With my close friends, who also have SA, I don't think about myself at all, except for what I'm giving to them and getting back. It's more about how to do new things and have fun than to escape from my troubles or something. It helps a lot that we know we're working on ourselves and trying to make more as a group than we'd have on our own. I'm still unsure about having that with other people, although I can have at least a bit more easy-going conversation lately.


----------



## Mxx1 (Feb 3, 2015)

Same here. When i start getting too comfortable with someone i suddenly turn into this horrible clingy monster who relies too much on them, either that or i just completely avoid people. Wish i could be more inbetween.


----------



## Packwolf (Oct 20, 2014)

A lot of this sounds familiar. I constantly second guess myself about whether or not I should talk to someone else because I feel like they are probably getting sick of me, so I end up holding back to talk to them another time. I end up losing them because I accidentally distance myself.


----------



## Penguinfan (Apr 5, 2015)

Yep, I know. If I text my friend too much, I feel like I'm bothering him even though I know I'm not because he won't text when he's busy. If I don't talk to him enough, then I get too distant and I feel alone.


----------



## anomnomnom (May 28, 2013)

Haha

I had this in my head just this morning

I had a think about people I've known..or do know

I either never initiate contact with them and inevitably stop talking to them, we probably dont even reach what you could call friend status...just acquaintance. Or the ones I do manage to get on with (rarely) I might add..I feel I bug them, especially when I'm feeling down. Unfortunately the ones I'm closer to dont even live locally so all I can do is pester them via text methods, not like we can just meet up and try and forgot about stuff for a hours...sigh :serious:

I mean I can't make friends 99% of the time..so I get all weird when I do..dunno, my lack of friends is causing me some issues at the moment, I don't know how to act with people to get the right balance..


----------



## digmeup (Jul 8, 2015)

I find that at parties I get too clingy on that one person/group. I follow them everywhere and it annoys them that I'm not out meeting new people.

But when I'm not forced in stressful social situations, I'm very very distant. A lot of people find me cold and aloof. I avoid people, make excuses not to be around, avoid heated emotional discussions. And I do this because I want people to feel offended and leave me alone for good. I just can't help it, it's a really bad defense mechanism.

It's a sad life knowing that I only use others when I need them.


----------



## MaePa (Jul 1, 2015)

I don't have much issue with being too clingy because I'm for the most part too distant. There are very few -- though sometimes, it feels like there aren't any at all -- people I consider close to me, and even then, there's a distance because I don't want to be a bother. It may be an intentional thing or not, but I just don't want to be a timesuck, and I always feel like that's what I do when I'm with people.


----------



## Malek (Oct 4, 2012)

HannahG said:


> Anyone else have trouble distinguishing this fine line? I do. Looking back, I've realized that some friends have thought I was ignoring them while others thought I was always hanging around. Each group of friends have dropped me. It's happened many times in my life.
> 
> I try to find a balance but I can't. It seems to be one extreme or another. One minute, a friend will act like I'm pushing them away so I make more of an effort then they push me away and say I'm trying to hard.
> 
> Anyone else stuck in this vicious cycle?

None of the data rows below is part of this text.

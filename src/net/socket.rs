use std::io::ErrorKind;
use std::net::{Ipv4Addr, UdpSocket};

use thiserror::Error;
use tracing::debug;

use super::packet::{read_packet, write_packet, Message, Packet};
use super::PeerId;

/// The well known port every peer binds and broadcasts on.
pub const RACE_PORT: u16 = 45227;

/// An error with the peer connection.
#[derive(Debug, Error)]
pub enum ConnectionError {
    #[error("cannot open the broadcast socket: {0}")]
    Bind(std::io::Error),
    #[error("error writing to udp socket: {0}")]
    CannotSend(std::io::Error),
    #[error("error receiving data: {0}")]
    CannotReceive(std::io::Error),
}

/// A non blocking UDP broadcast socket shared by the lobby and the race.
///
/// Broadcasts go to 255.255.255.255 on the well known port; our own
/// broadcasts come back and are filtered by the sender id every packet
/// carries.
pub struct PeerSocket {
    socket: UdpSocket,
    port: u16,
    self_id: PeerId,
}

impl PeerSocket {
    pub fn open(port: u16, self_id: PeerId) -> Result<PeerSocket, ConnectionError> {
        let socket =
            UdpSocket::bind((Ipv4Addr::UNSPECIFIED, port)).map_err(ConnectionError::Bind)?;
        socket.set_broadcast(true).map_err(ConnectionError::Bind)?;
        socket.set_nonblocking(true).map_err(ConnectionError::Bind)?;
        Ok(PeerSocket {
            socket,
            port,
            self_id,
        })
    }

    pub fn self_id(&self) -> PeerId {
        self.self_id
    }

    /// Send one message to every peer on the segment.
    pub fn broadcast(&self, message: &Message) -> Result<(), ConnectionError> {
        let buf = write_packet(self.self_id, message);
        self.socket
            .send_to(&buf, (Ipv4Addr::BROADCAST, self.port))
            .map_err(ConnectionError::CannotSend)?;
        Ok(())
    }

    /// Receive the next foreign packet without blocking. Returns `None`
    /// once the socket is drained. Own and undecodable packets are
    /// silently dropped.
    pub fn poll(&mut self) -> Result<Option<Packet>, ConnectionError> {
        let mut buf = [0u8; 64];
        loop {
            match self.socket.recv_from(&mut buf) {
                Ok((len, addr)) => match read_packet(&buf[..len]) {
                    Ok(packet) => {
                        if packet.sender == self.self_id {
                            continue;
                        }
                        return Ok(Some(packet));
                    }
                    Err(e) => {
                        debug!("dropping packet from {addr}: {e}");
                        continue;
                    }
                },
                Err(e) if e.kind() == ErrorKind::WouldBlock => return Ok(None),
                Err(e) => return Err(ConnectionError::CannotReceive(e)),
            }
        }
    }
}
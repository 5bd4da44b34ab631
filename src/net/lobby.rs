use std::time::{Duration, Instant};

use indexmap::IndexMap;
use tracing::{debug, info};

use super::packet::{Message, Packet};
use super::socket::{ConnectionError, PeerSocket};
use super::PeerId;
use crate::race::MAX_CARS;

/// Silence after which a remote peer counts as disconnected.
pub const PEER_TIMEOUT: Duration = Duration::from_secs(3);

/// How often the lobby announces itself.
pub const HEARTBEAT_INTERVAL: Duration = Duration::from_secs(1);

/// What the lobby knows about one remote peer.
#[derive(Debug, Clone, Copy)]
pub struct LobbyPeer {
    pub id: PeerId,
    pub ready: bool,
    pub connected: bool,
    pub last_seen: Instant,
}

/// Pre race peer discovery and readiness aggregation.
///
/// Peers are kept in join order; a quiet peer is swept to disconnected
/// after [`PEER_TIMEOUT`] but stays in the table in case it returns.
pub struct Lobby {
    self_id: PeerId,
    self_ready: bool,
    peers: IndexMap<u8, LobbyPeer>,
    last_heartbeat: Instant,
}

impl Lobby {
    pub fn new(self_id: PeerId) -> Lobby {
        Lobby {
            self_id,
            self_ready: false,
            peers: IndexMap::new(),
            last_heartbeat: Instant::now(),
        }
    }

    /// Announce ourselves and forget everything known about remotes.
    pub fn join(&mut self, socket: &PeerSocket) -> Result<(), ConnectionError> {
        self.peers.clear();
        self.self_ready = false;
        info!("joining lobby as {}", self.self_id);
        socket.broadcast(&Message::LobbyJoin { ready: false })
    }

    pub fn set_ready(
        &mut self,
        ready: bool,
        socket: &PeerSocket,
    ) -> Result<(), ConnectionError> {
        self.self_ready = ready;
        socket.broadcast(&Message::Ready { ready })
    }

    pub fn self_ready(&self) -> bool {
        self.self_ready
    }

    /// Drain the socket, apply lobby traffic, heartbeat and sweep.
    pub fn update(&mut self, socket: &mut PeerSocket) -> Result<(), ConnectionError> {
        while let Some(packet) = socket.poll()? {
            self.handle(packet, Instant::now());
        }
        if self.last_heartbeat.elapsed() >= HEARTBEAT_INTERVAL {
            socket.broadcast(&Message::LobbyUpdate {
                ready: self.self_ready,
            })?;
            self.last_heartbeat = Instant::now();
        }
        self.sweep(Instant::now());
        Ok(())
    }

    /// Apply one received packet. Any traffic refreshes the sender's
    /// liveness; only lobby messages carry a ready flag.
    pub fn handle(&mut self, packet: Packet, now: Instant) {
        match packet.message {
            Message::LobbyJoin { ready }
            | Message::LobbyUpdate { ready }
            | Message::Ready { ready } => self.mark(packet.sender, Some(ready), now),
            Message::Disconnect => {
                if let Some(peer) = self.peers.get_mut(&packet.sender.raw()) {
                    peer.connected = false;
                    info!("{} left the lobby", packet.sender);
                }
            }
            _ => self.mark(packet.sender, None, now),
        }
    }

    fn mark(&mut self, id: PeerId, ready: Option<bool>, now: Instant) {
        let peer = self.peers.entry(id.raw()).or_insert_with(|| {
            info!("{} joined the lobby", id);
            LobbyPeer {
                id,
                ready: false,
                connected: true,
                last_seen: now,
            }
        });
        peer.connected = true;
        peer.last_seen = now;
        if let Some(ready) = ready {
            peer.ready = ready;
        }
    }

    /// Mark every peer quiet for longer than [`PEER_TIMEOUT`] as
    /// disconnected.
    pub fn sweep(&mut self, now: Instant) {
        for peer in self.peers.values_mut() {
            if peer.connected && now.duration_since(peer.last_seen) > PEER_TIMEOUT {
                peer.connected = false;
                debug!("{} timed out", peer.id);
            }
        }
    }

    /// Connected participants, ourselves included.
    pub fn connected_count(&self) -> usize {
        1 + self.peers.values().filter(|peer| peer.connected).count()
    }

    /// The start condition: at least two connected participants and every
    /// one of them ready.
    pub fn all_ready(&self) -> bool {
        self.connected_count() >= 2
            && self.self_ready
            && self
                .peers
                .values()
                .filter(|peer| peer.connected)
                .all(|peer| peer.ready)
    }

    /// Which kart slots have a connected participant, ourselves included.
    pub fn connected_slots(&self) -> [bool; MAX_CARS] {
        let mut slots = [false; MAX_CARS];
        slots[self.self_id.slot()] = true;
        for peer in self.peers.values().filter(|peer| peer.connected) {
            slots[peer.id.slot()] = true;
        }
        slots
    }

    pub fn peers(&self) -> impl Iterator<Item = &LobbyPeer> {
        self.peers.values()
    }
}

Yeah I'm stuck in this cycle. For the most part I'm too distant yet once in awhile I'll be too clingy to a person who has somehow miraculously earned my trust. Feeling accepted is a powerful emotion for lonely souls like us.


----------



## ShadowOnTheWall (Dec 24, 2010)

I know that feel. It usually helps to back off if your making your friends uncomfortable, but if you haven't spoken in a while it doesn't hurt to contact them.

Also focus on more than one friend, cause when you have one friend for all your friendness its hard not to be clingy


----------



## FunkyFedoras (Aug 30, 2013)

Girl. GURL. 
All I did was read the thread title and I already knew what your entire post was going to be. I also experience this same dilemma. Sometimes I think it's just my personality but other times I know my anxiety plays a part for sure. I can't tell really. But I definitely understand...I don't think I can offer much words of wisdom because I still have this problem and lose relationships with others constantly but I'm there with ya..?


----------



## chompers (Feb 3, 2015)

Yeah I have this problem too. 

I try to think about how often it's reasonable for me to contact/hang out with a friend. This depends on our relationship and what's going on in their life/how busy they are but as a general rule I go with about every 2 weeks.

However this never feels like enough for me, so I often feel lonely and unsatisfied. Sometimes I try to drop suggestions about hanging out more but they never get a good response :S

I'm trying to prioritize relationships with people I like in my life right now and it feels like I'm not a priority for anyone else. Like they're just busy, and dealing with their own ****.


----------



## BackToThePast (Aug 31, 2012)

Haha, yes. If I let myself go unfiltered I tend to come across as hyper and over-the-top. The problem with suppressing this behavior is that it requires me to think constantly about my actions and the hypothetical reactions people will have. One example is if I'm skyping with someone I'd wait a minimum of 30 seconds before typing my response to make it seem like my entire world at that moment is not focused on that one person. Can you imagine what that person would feel like if all that attention is focused on them, and they don't view me as anything more than an acquaintance? It's far too much pressure to put on them. Of course, this also makes me extremely self-conscious about what I say.


----------